Kedua, permohonan maaf ini adalah sekadar pencitraan Amerika untuk menutupi kejahatan-kejahatannya dan menampakkan sisi humanis Amerika. Hal itu tampak dari pidato Joe Biden yang memuji diri mereka sendiri dalam mengevakuasi para pengungsi di akhir pendudukan Amerika di Afghanistan. Padahal Amerika lupa, begitu banyak pengungsi-pengungsi lain disebabkan oleh kebijakan politik luar negeri Amerika yang brutal, seperti pengungsi Suriah dan pengungsi Irak.
Sebaliknya Farid menyebut, Amerika terus menerus menggunakan isu Taliban untuk menyerang ajaran Islam. Hingga pemerintahan Afghanistan tunduk terhadap konsepsi Islam versi Amerika, yaitu konsepsi Islam yang sejalan dengan politik dan ekonomi Amerika.
“Ini yang sekarang mereka bangun setelah kegagalan total dalam pendudukan di Afghanistan,” beber Farid.
Ketiga, ini menjadi tantangan tersendiri bagi pemerintahan Afghanistan ke depannya. Pemerintah Afghanistan harus benar-benar menunjukkan bahwa syariat Islam itu adalah syariat yang rahmatan lil alamin.
Farid menilai, untuk bisa menampakkan Islam yang rahmatan lil alamin, pemerintah Afghanistan mau tidak mau harus dengan benar-benar menerapkan pemerintahan Islam secara kaffah atau totalitas. Karena kalau masih dicampur dengan sekulerisme dan liberalisme, maka keagungan ajaran Islam yang kaffah dan rahmatan lil alamin tersebut tidak akan terwujud. Tetapi sebaliknya, yang terjadi adalah mengulangi kegagalan rezim-rezim Aghanistan sebelumnya dan mengulangi kegagalan gerakan-gerakan Islam yang berkuasa dan berkompromi dengan sistem liberal dengan berharap penerimaan komunitas Barat atas nama komunitas internasional.

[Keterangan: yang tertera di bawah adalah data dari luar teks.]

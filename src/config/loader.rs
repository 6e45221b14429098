//! Configuration file loading with precedence handling.

use chrono::NaiveDate;
use serde::Deserialize;
use std::path::PathBuf;
use thiserror::Error;

use crate::model::{LayoutConstants, Locale};
use crate::render::{Color, ColorScheme};

/// Environment variable naming an explicit config file.
pub const CONFIG_PATH_ENV: &str = "CALGRID_CONFIG";

/// Environment variable overriding the anchor date (`YYYY-MM-DD`).
pub const START_DATE_ENV: &str = "CALGRID_START_DATE";

/// Environment variable overriding the day-name locale (`ko` or `en`).
pub const LOCALE_ENV: &str = "CALGRID_LOCALE";

/// Errors that can occur during config loading.
#[derive(Debug, Error, Clone, PartialEq, Eq)]
pub enum ConfigError {
    /// Config file path contains invalid UTF-8 or cannot be resolved.
    #[error("Invalid config path: {0}")]
    InvalidPath(String),

    /// Failed to read config file (file may not exist or have permission issues).
    #[error("Failed to read config file at {path}: {reason}")]
    ReadError {
        /// Path that failed to read.
        path: PathBuf,
        /// Reason for failure.
        reason: String,
    },

    /// Config file contains invalid TOML syntax or an invalid value.
    #[error("Invalid TOML in {path}: {reason}")]
    ParseError {
        /// Path with invalid TOML.
        path: PathBuf,
        /// Parse error details.
        reason: String,
    },

    /// An environment override could not be parsed.
    #[error("Invalid value '{value}' in {var}: {reason}")]
    InvalidEnvValue {
        /// Variable name.
        var: &'static str,
        /// Raw value.
        value: String,
        /// Parse error details.
        reason: String,
    },
}

/// TOML configuration file structure.
///
/// All fields are optional - if not specified, hardcoded defaults are used.
/// Corresponds to `~/.config/calgrid/config.toml`.
#[derive(Debug, Clone, Default, Deserialize, PartialEq)]
#[serde(deny_unknown_fields)]
pub struct ConfigFile {
    /// Anchor date, `YYYY-MM-DD`. Today when absent.
    #[serde(default)]
    pub start_date: Option<NaiveDate>,

    /// Width of the hour gutter.
    #[serde(default)]
    pub hour_gutter_width: Option<f32>,

    /// Height of the day header band.
    #[serde(default)]
    pub header_height: Option<f32>,

    /// Day columns visible at once.
    #[serde(default)]
    pub column_count: Option<u32>,

    /// Height of the scrollable surface.
    #[serde(default)]
    pub virtual_height: Option<f32>,

    /// Physical pixels per device-independent unit.
    #[serde(default)]
    pub pixel_density: Option<f32>,

    /// Day-name locale (`"ko"` or `"en"`).
    #[serde(default)]
    pub locale: Option<Locale>,

    /// Path to log file for tracing output.
    #[serde(default)]
    pub log_file_path: Option<PathBuf>,

    /// Color overrides.
    #[serde(default)]
    pub colors: Option<ColorsSection>,
}

/// `[colors]` table.
///
/// Values are `#rrggbb` or `#aarrggbb` (alpha first):
/// ```toml
/// [colors]
/// header = "#ff7962"
/// today = "#60ffffff"
/// ```
#[derive(Debug, Clone, Default, Deserialize, PartialEq)]
#[serde(deny_unknown_fields)]
pub struct ColorsSection {
    /// Grid lines.
    #[serde(default)]
    pub line: Option<Color>,
    /// Hour gutter band.
    #[serde(default)]
    pub gutter: Option<Color>,
    /// Hour labels.
    #[serde(default)]
    pub hour_text: Option<Color>,
    /// Header band.
    #[serde(default)]
    pub header: Option<Color>,
    /// Day labels.
    #[serde(default)]
    pub header_text: Option<Color>,
    /// Today pill.
    #[serde(default)]
    pub today: Option<Color>,
}

impl ColorsSection {
    /// Overlay the colors that are set onto `base`.
    pub fn apply_to(&self, base: ColorScheme) -> ColorScheme {
        ColorScheme {
            background: base.background,
            line: self.line.unwrap_or(base.line),
            gutter: self.gutter.unwrap_or(base.gutter),
            hour_text: self.hour_text.unwrap_or(base.hour_text),
            header: self.header.unwrap_or(base.header),
            header_text: self.header_text.unwrap_or(base.header_text),
            today: self.today.unwrap_or(base.today),
        }
    }
}

/// Resolved configuration after applying precedence rules.
///
/// Created by merging defaults, config file, env vars, and CLI args.
#[derive(Debug, Clone, PartialEq)]
pub struct ResolvedConfig {
    /// Anchor date; `None` means today.
    pub start_date: Option<NaiveDate>,
    /// Layout constants.
    pub layout: LayoutConstants,
    /// Pixel density handed to the widget.
    pub pixel_density: f32,
    /// Day-name locale.
    pub locale: Locale,
    /// Colors.
    pub colors: ColorScheme,
    /// Path to log file for tracing output.
    pub log_file_path: PathBuf,
}

impl Default for ResolvedConfig {
    fn default() -> Self {
        Self {
            start_date: None,
            layout: LayoutConstants::default(),
            pixel_density: 1.0,
            locale: Locale::default(),
            colors: ColorScheme::default(),
            log_file_path: default_log_path(),
        }
    }
}

/// Resolve default log file path.
///
/// Returns `~/.local/state/calgrid/calgrid.log` on Unix-like systems,
/// or appropriate platform path on other systems.
///
/// If state directory cannot be determined, falls back to current directory.
pub fn default_log_path() -> PathBuf {
    if let Some(state_dir) = dirs::state_dir() {
        state_dir.join("calgrid").join("calgrid.log")
    } else {
        PathBuf::from("calgrid.log")
    }
}

/// Load configuration file from a specific path.
///
/// Returns `Ok(None)` if file doesn't exist (not an error - use defaults).
///
/// # Errors
///
/// Returns error if file exists but has read or parse errors. Invalid colors
/// and dates are parse errors.
pub fn load_config_file(path: impl Into<PathBuf>) -> Result<Option<ConfigFile>, ConfigError> {
    let path = path.into();

    if !path.exists() {
        return Ok(None);
    }

    let contents = std::fs::read_to_string(&path).map_err(|e| ConfigError::ReadError {
        path: path.clone(),
        reason: e.to_string(),
    })?;

    let config: ConfigFile = toml::from_str(&contents).map_err(|e| ConfigError::ParseError {
        path: path.clone(),
        reason: e.to_string(),
    })?;

    Ok(Some(config))
}

/// Resolve default config file path.
///
/// Returns `~/.config/calgrid/config.toml` on Unix, appropriate path on other platforms.
/// Returns `None` if home directory cannot be determined.
pub fn default_config_path() -> Option<PathBuf> {
    dirs::config_dir().map(|dir| dir.join("calgrid").join("config.toml"))
}

/// Load configuration with precedence handling.
///
/// Precedence (highest to lowest):
/// 1. Explicit `config_path` argument (CLI `--config`)
/// 2. `CALGRID_CONFIG` environment variable
/// 3. Default path `~/.config/calgrid/config.toml`
///
/// Missing config files are NOT errors - defaults are used.
///
/// # Errors
///
/// Returns error only if a config file exists but cannot be read or parsed.
pub fn load_config_with_precedence(
    config_path: Option<PathBuf>,
) -> Result<Option<ConfigFile>, ConfigError> {
    if let Some(path) = config_path {
        return load_config_file(path);
    }

    if let Some(env_path) = std::env::var_os(CONFIG_PATH_ENV) {
        if env_path.is_empty() {
            return Err(ConfigError::InvalidPath(format!("{CONFIG_PATH_ENV} is empty")));
        }
        return load_config_file(PathBuf::from(env_path));
    }

    if let Some(default_path) = default_config_path() {
        return load_config_file(default_path);
    }

    Ok(None)
}

/// Merge config file into defaults to create resolved config.
///
/// For each field in `ConfigFile`, if `Some(value)`, use it; otherwise use default.
pub fn merge_config(config_file: Option<ConfigFile>) -> ResolvedConfig {
    let defaults = ResolvedConfig::default();

    let Some(config) = config_file else {
        return defaults;
    };

    let layout = LayoutConstants {
        hour_gutter_width: config
            .hour_gutter_width
            .unwrap_or(defaults.layout.hour_gutter_width),
        header_height: config.header_height.unwrap_or(defaults.layout.header_height),
        column_count: config.column_count.unwrap_or(defaults.layout.column_count),
        virtual_height: config
            .virtual_height
            .unwrap_or(defaults.layout.virtual_height),
    };

    ResolvedConfig {
        start_date: config.start_date.or(defaults.start_date),
        layout,
        pixel_density: config.pixel_density.unwrap_or(defaults.pixel_density),
        locale: config.locale.unwrap_or(defaults.locale),
        colors: config
            .colors
            .map(|colors| colors.apply_to(defaults.colors))
            .unwrap_or(defaults.colors),
        log_file_path: config.log_file_path.unwrap_or(defaults.log_file_path),
    }
}

/// Apply environment variable overrides to resolved config.
///
/// Checks for:
/// - `CALGRID_START_DATE`: anchor date, `YYYY-MM-DD`
/// - `CALGRID_LOCALE`: `ko` or `en`
///
/// # Errors
///
/// Returns [`ConfigError::InvalidEnvValue`] when a set variable cannot be parsed.
pub fn apply_env_overrides(mut config: ResolvedConfig) -> Result<ResolvedConfig, ConfigError> {
    if let Ok(value) = std::env::var(START_DATE_ENV) {
        let date = value
            .parse::<NaiveDate>()
            .map_err(|e| ConfigError::InvalidEnvValue {
                var: START_DATE_ENV,
                value: value.clone(),
                reason: e.to_string(),
            })?;
        config.start_date = Some(date);
    }

    if let Ok(value) = std::env::var(LOCALE_ENV) {
        let locale = value
            .parse::<Locale>()
            .map_err(|e| ConfigError::InvalidEnvValue {
                var: LOCALE_ENV,
                value: value.clone(),
                reason: e.to_string(),
            })?;
        config.locale = locale;
    }

    Ok(config)
}

/// Apply CLI argument overrides to resolved config.
///
/// CLI args have the highest precedence and override all other sources.
/// Only applies overrides for flags that were explicitly set by the user.
///
/// Precedence chain: Defaults → Config File → Env Vars → CLI Args (highest)
pub fn apply_cli_overrides(
    mut config: ResolvedConfig,
    start_date_override: Option<NaiveDate>,
    columns_override: Option<u32>,
    locale_override: Option<Locale>,
) -> ResolvedConfig {
    if let Some(start_date) = start_date_override {
        config.start_date = Some(start_date);
    }

    if let Some(columns) = columns_override {
        config.layout.column_count = columns;
    }

    if let Some(locale) = locale_override {
        config.locale = locale;
    }

    config
}

#[cfg(test)]
#[path = "loader_tests.rs"]
mod tests;
//! End-to-end scenarios through the public widget API.
//!
//! Every scenario uses a 500×800 viewport, a 30-unit gutter, five columns
//! and Monday 2024-01-15 as the anchor unless stated otherwise.

use calgrid::geometry::Geometry;
use calgrid::gesture::{GestureMachine, GestureState, OffsetUpdate, ScrollBounds};
use calgrid::model::{DayIndex, LayoutConstants, Point, ScrollOffsets, ViewportState};
use calgrid::render::RecordingSurface;
use calgrid::CalendarGrid;
use chrono::NaiveDate;

fn date(y: i32, m: u32, d: u32) -> NaiveDate {
    NaiveDate::from_ymd_opt(y, m, d).unwrap()
}

fn geometry(horizontal: f32) -> Geometry {
    Geometry::new(
        ViewportState::new(500.0, 800.0),
        ScrollOffsets::new(horizontal, 0.0),
        LayoutConstants::default(),
    )
}

fn grid() -> CalendarGrid {
    let mut grid = CalendarGrid::new(date(2024, 1, 15), LayoutConstants::default());
    grid.on_resize(500.0, 800.0);
    grid
}

#[test]
fn scenario_a_initial_visible_range() {
    let geometry = geometry(0.0);
    assert_eq!(geometry.column_width(), Some(94.0));

    let range = geometry.visible_day_range().unwrap();
    assert_eq!(range.first, DayIndex::new(0));
    assert_eq!(range.last, DayIndex::new(6));
    assert_eq!(geometry.end_date(date(2024, 1, 15)), date(2024, 1, 21));

    let mut grid = grid();
    let summary = grid.on_repaint_requested(&mut RecordingSurface::new());
    assert_eq!(summary.current_date, date(2024, 1, 21));
    assert_eq!(grid.current_date(), date(2024, 1, 21));
}

#[test]
fn scenario_b_one_column_scrolled() {
    let range = geometry(94.0).visible_day_range().unwrap();
    assert_eq!(range.first, DayIndex::new(1));
    assert_eq!(range.last, DayIndex::new(7));

    let mut grid = grid();
    grid.set_horizontal_offset(94.0);
    assert_eq!(grid.current_date(), date(2024, 1, 22));
}

#[test]
fn scenario_c_horizontal_lock_ignores_vertical_motion() {
    let bounds = ScrollBounds {
        pixel_density: 1.0,
        max_vertical_offset: 1200.0,
    };
    let mut machine = GestureMachine::new();

    assert!(machine.pointer_down(Point::new(100.0, 100.0), ScrollOffsets::default()));
    assert_eq!(machine.pointer_move(Point::new(140.0, 100.0), bounds), None);
    assert_eq!(machine.state(), GestureState::PanningHorizontal);

    let update = machine.pointer_move(Point::new(140.0, 200.0), bounds);
    assert_eq!(update, Some(OffsetUpdate::Horizontal(-40.0)));

    let mut grid = grid();
    grid.on_pointer_down(100.0, 100.0);
    grid.on_pointer_move(140.0, 100.0);
    grid.on_pointer_move(140.0, 200.0);
    assert_eq!(grid.vertical_offset(), 0.0);
}

#[test]
fn scenario_d_vertical_drag_clamps() {
    for density in [1.0_f32, 2.0, 3.0] {
        let mut grid = grid();
        grid.set_pixel_density(density);

        let drag = 3000.0 * density;
        grid.on_pointer_down(100.0, 100.0 + drag);
        grid.on_pointer_move(100.0, 100.0);
        assert_eq!(grid.gesture_state(), GestureState::PanningVertical);
        grid.on_pointer_move(100.0, 100.0);
        grid.on_pointer_up(100.0, 100.0);

        assert_eq!(grid.vertical_offset(), 1200.0, "density {density}");
    }
}

#[test]
fn scenario_e_away_from_anchor() {
    let mut grid = grid();

    grid.set_horizontal_offset(0.4 * 500.0);
    assert!(!grid.is_away_from_anchor());

    grid.set_horizontal_offset(0.6 * 500.0);
    assert!(grid.is_away_from_anchor());

    grid.set_horizontal_offset(-0.6 * 500.0);
    assert!(grid.is_away_from_anchor());
}

#[test]
fn returning_to_anchor_restores_first_frame() {
    let mut grid = grid();
    let mut before = RecordingSurface::new();
    grid.on_repaint_requested(&mut before);

    grid.scroll_by_days(9);
    grid.scroll_by_hours(4);
    grid.scroll_to_anchor();
    grid.set_vertical_offset(0.0);

    let mut after = RecordingSurface::new();
    grid.on_repaint_requested(&mut after);
    assert_eq!(before.commands(), after.commands());
}
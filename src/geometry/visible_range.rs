//! Visible day range calculation result

use crate::model::DayIndex;

/// Day columns intersecting the viewport.
///
/// Unlike most ranges in the crate this one is inclusive at both ends:
/// `last` is the column that the right edge of the viewport falls into (or
/// touches), and `current_date` is derived from it.
///
/// # Invariants
/// - `first <= last`
#[derive(Debug, Clone, Copy, PartialEq, Eq)]
pub struct VisibleDayRange {
    /// First visible day (inclusive). May be negative.
    pub first: DayIndex,
    /// Last visible day (inclusive).
    pub last: DayIndex,
}

impl VisibleDayRange {
    /// Create new visible range.
    ///
    /// # Panics
    /// In debug builds, panics if first > last.
    pub fn new(first: DayIndex, last: DayIndex) -> Self {
        debug_assert!(first <= last, "VisibleDayRange: {first:?} > {last:?}");
        Self { first, last }
    }

    /// Number of days in the range.
    pub fn len(&self) -> usize {
        usize::try_from(self.last.get().saturating_sub(self.first.get()))
            .map(|span| span.saturating_add(1))
            .unwrap_or(0)
    }

    /// An inclusive range always holds at least one day when well-formed.
    pub fn is_empty(&self) -> bool {
        self.first > self.last
    }

    /// Visible day indices in drawing order (left to right).
    pub fn indices(&self) -> Vec<DayIndex> {
        (self.first.get()..=self.last.get())
            .map(DayIndex::new)
            .collect()
    }

    /// Check if a specific day is visible.
    pub fn contains(&self, day: DayIndex) -> bool {
        self.first <= day && day <= self.last
    }
}
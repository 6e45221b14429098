//! Weekday and month naming.
//!
//! The grid core only ever asks for a short weekday name; which language it
//! comes back in is up to the [`DayNameLookup`] the host supplies.

use std::str::FromStr;

use chrono::{Datelike, NaiveDate, Weekday};
use serde::{Deserialize, Serialize};
use thiserror::Error;

/// Short weekday names, indexed Sunday-first (0 = Sunday ... 6 = Saturday).
const KOREAN_SHORT: [&str; 7] = ["일", "월", "화", "수", "목", "금", "토"];
const ENGLISH_SHORT: [&str; 7] = ["Sun", "Mon", "Tue", "Wed", "Thu", "Fri", "Sat"];

/// Maps a weekday to the short label drawn in the column header.
pub trait DayNameLookup {
    /// Short name for `weekday`.
    fn short_name(&self, weekday: Weekday) -> &str;

    /// Label for the month containing `date`, shown by hosts next to the
    /// current date.
    fn month_label(&self, date: NaiveDate) -> String {
        date.format("%B %Y").to_string()
    }
}

impl<F> DayNameLookup for F
where
    F: Fn(Weekday) -> &'static str,
{
    fn short_name(&self, weekday: Weekday) -> &str {
        self(weekday)
    }
}

/// Built-in name tables.
#[derive(Debug, Clone, Copy, PartialEq, Eq, Default, Serialize, Deserialize)]
pub enum Locale {
    /// Korean single-syllable names (일, 월, ...).
    #[default]
    #[serde(rename = "ko", alias = "korean")]
    Korean,
    /// English three-letter names.
    #[serde(rename = "en", alias = "english")]
    English,
}

impl DayNameLookup for Locale {
    fn short_name(&self, weekday: Weekday) -> &str {
        let index = weekday.num_days_from_sunday() as usize;
        match self {
            Locale::Korean => KOREAN_SHORT[index],
            Locale::English => ENGLISH_SHORT[index],
        }
    }

    fn month_label(&self, date: NaiveDate) -> String {
        match self {
            Locale::Korean => format!("{}년 {}월", date.year(), date.month()),
            Locale::English => date.format("%B %Y").to_string(),
        }
    }
}

/// Returned when a locale name is not recognised.
#[derive(Debug, Clone, PartialEq, Eq, Error)]
#[error("Unknown locale '{0}' (expected 'ko' or 'en')")]
pub struct UnknownLocale(pub String);

impl FromStr for Locale {
    type Err = UnknownLocale;

    fn from_str(s: &str) -> Result<Self, Self::Err> {
        match s.trim().to_ascii_lowercase().as_str() {
            "ko" | "korean" => Ok(Locale::Korean),
            "en" | "english" => Ok(Locale::English),
            _ => Err(UnknownLocale(s.to_string())),
        }
    }
}
//! Widget state model (pure).
//!
//! Plain data with smart constructors; no drawing and no event handling.

pub mod day_names;
pub mod error;
pub mod types;

// Re-export for convenience
pub use day_names::{DayNameLookup, Locale, UnknownLocale};
pub use error::{AppError, LayoutError};
pub use types::{
    CalendarAnchor, DayIndex, HourIndex, LayoutConstants, Point, Rect, ScrollOffsets,
    ViewportState, DEFAULT_COLUMN_COUNT, DEFAULT_HEADER_HEIGHT, DEFAULT_HOUR_GUTTER_WIDTH,
    DEFAULT_VIRTUAL_HEIGHT, HOURS_PER_DAY,
};
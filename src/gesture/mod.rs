//! Drag-to-pan gesture state machine.
//!
//! A gesture starts on pointer-down, locks to one axis once the pointer has
//! travelled [`SCROLL_THRESHOLD`] units along it, and ends on pointer-up.
//! The machine never touches widget state itself: moves produce an
//! [`OffsetUpdate`] that the widget applies through its setters.

use tracing::debug;

use crate::geometry::clamp_vertical;
use crate::model::{Point, ScrollOffsets};

/// Distance a pointer must travel along one axis before the gesture locks to it.
pub const SCROLL_THRESHOLD: f32 = 30.0;

/// Pan axis.
#[derive(Debug, Clone, Copy, PartialEq, Eq)]
pub enum Axis {
    /// Day axis.
    Horizontal,
    /// Hour axis.
    Vertical,
}

/// Externally visible state of the machine.
#[derive(Debug, Clone, Copy, PartialEq, Eq, Default)]
pub enum GestureState {
    /// No pointer is down.
    #[default]
    Idle,
    /// Pointer is down, axis not decided yet.
    Locking,
    /// Dragging along the day axis.
    PanningHorizontal,
    /// Dragging along the hour axis.
    PanningVertical,
}

/// One pointer-down..pointer-up interaction.
#[derive(Debug, Clone, Copy, PartialEq)]
pub struct GestureSession {
    /// Where the pointer went down.
    pub origin: Point,
    /// Offsets at pointer-down; every move is computed relative to these.
    pub origin_offsets: ScrollOffsets,
    /// Axis chosen for this session. Set at most once.
    pub axis_lock: Option<Axis>,
}

/// Limits a move is evaluated against.
#[derive(Debug, Clone, Copy, PartialEq)]
pub struct ScrollBounds {
    /// Physical pixels per device-independent unit.
    pub pixel_density: f32,
    /// `max(0, virtual_height - viewport_height)`. Zero disables vertical panning.
    pub max_vertical_offset: f32,
}

impl ScrollBounds {
    /// Whether the content is taller than the viewport.
    pub fn can_pan_vertically(&self) -> bool {
        self.max_vertical_offset > 0.0
    }

    fn density(&self) -> f32 {
        if self.pixel_density.is_finite() && self.pixel_density > 0.0 {
            self.pixel_density
        } else {
            1.0
        }
    }
}

/// New offset produced by a move.
#[derive(Debug, Clone, Copy, PartialEq)]
pub enum OffsetUpdate {
    /// New horizontal offset (unclamped).
    Horizontal(f32),
    /// New vertical offset (already clamped).
    Vertical(f32),
}

/// Scroll gesture state machine.
///
/// The session exists exactly while a pointer is down; `Idle` is the
/// absence of a session.
#[derive(Debug, Clone, Default)]
pub struct GestureMachine {
    session: Option<GestureSession>,
}

impl GestureMachine {
    /// Create an idle machine.
    pub fn new() -> Self {
        Self::default()
    }

    /// Current state.
    pub fn state(&self) -> GestureState {
        match self.session.map(|s| s.axis_lock) {
            None => GestureState::Idle,
            Some(None) => GestureState::Locking,
            Some(Some(Axis::Horizontal)) => GestureState::PanningHorizontal,
            Some(Some(Axis::Vertical)) => GestureState::PanningVertical,
        }
    }

    /// Active session, if a pointer is down.
    pub fn session(&self) -> Option<&GestureSession> {
        self.session.as_ref()
    }

    /// True while a pointer is down.
    pub fn is_active(&self) -> bool {
        self.session.is_some()
    }

    /// Start a session. Ignored (returns `false`) while one is already active.
    pub fn pointer_down(&mut self, at: Point, offsets: ScrollOffsets) -> bool {
        if self.session.is_some() {
            debug!(x = at.x, y = at.y, "pointer-down ignored: gesture already active");
            return false;
        }

        self.session = Some(GestureSession {
            origin: at,
            origin_offsets: offsets,
            axis_lock: None,
        });
        debug!(x = at.x, y = at.y, "gesture started");
        true
    }

    /// Feed a pointer move.
    ///
    /// While locking, returns `None` and possibly decides the axis. Once
    /// locked, returns the new offset for the locked axis. Absolute position
    /// is irrelevant; only the delta from the session origin is used.
    pub fn pointer_move(&mut self, at: Point, bounds: ScrollBounds) -> Option<OffsetUpdate> {
        let session = self.session.as_mut()?;
        let delta = at.delta_from(session.origin);
        let lock = session.axis_lock;

        match lock {
            None => {
                if delta.x.abs() >= SCROLL_THRESHOLD {
                    session.axis_lock = Some(Axis::Horizontal);
                    debug!(dx = delta.x, "gesture locked to horizontal axis");
                } else if delta.y.abs() >= SCROLL_THRESHOLD && bounds.can_pan_vertically() {
                    session.axis_lock = Some(Axis::Vertical);
                    debug!(dy = delta.y, "gesture locked to vertical axis");
                }
                None
            }
            Some(Axis::Horizontal) => Some(OffsetUpdate::Horizontal(
                session.origin_offsets.horizontal - delta.x / bounds.density(),
            )),
            Some(Axis::Vertical) => Some(OffsetUpdate::Vertical(clamp_vertical(
                session.origin_offsets.vertical - delta.y / bounds.density(),
                bounds.max_vertical_offset,
            ))),
        }
    }

    /// End the session from whatever state the machine is in.
    pub fn pointer_up(&mut self) {
        if let Some(session) = self.session.take() {
            debug!(axis = ?session.axis_lock, "gesture ended");
        }
    }

    /// Drop an in-progress session without further effect.
    ///
    /// Used when the host sets offsets programmatically mid-drag: the
    /// programmatic change wins and the drag is treated as completed.
    pub fn cancel(&mut self) {
        if let Some(session) = self.session.take() {
            debug!(axis = ?session.axis_lock, "gesture cancelled by programmatic scroll");
        }
    }
}

#[cfg(test)]
#[path = "gesture_tests.rs"]
mod tests;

Farid memandang, seharusnya pemerintahan Afghanistan tidak mempedulikan penerimaan komunitas internasional itu. Dan benar-benar menerapkan syariat Islam, dengan tidak membatasi pemerintahannya pada wilayah Afghanistan saja, tapi menjadi negara milik seluruh kaum Muslim, dan negara itu tidak lain adalah negara khilafah.
“Negara inilah yang merupakan negara sejati milik kaum Muslim yang akan menjadi mercusuar dunia,” pungkas Farid.[] Agung Sumartono.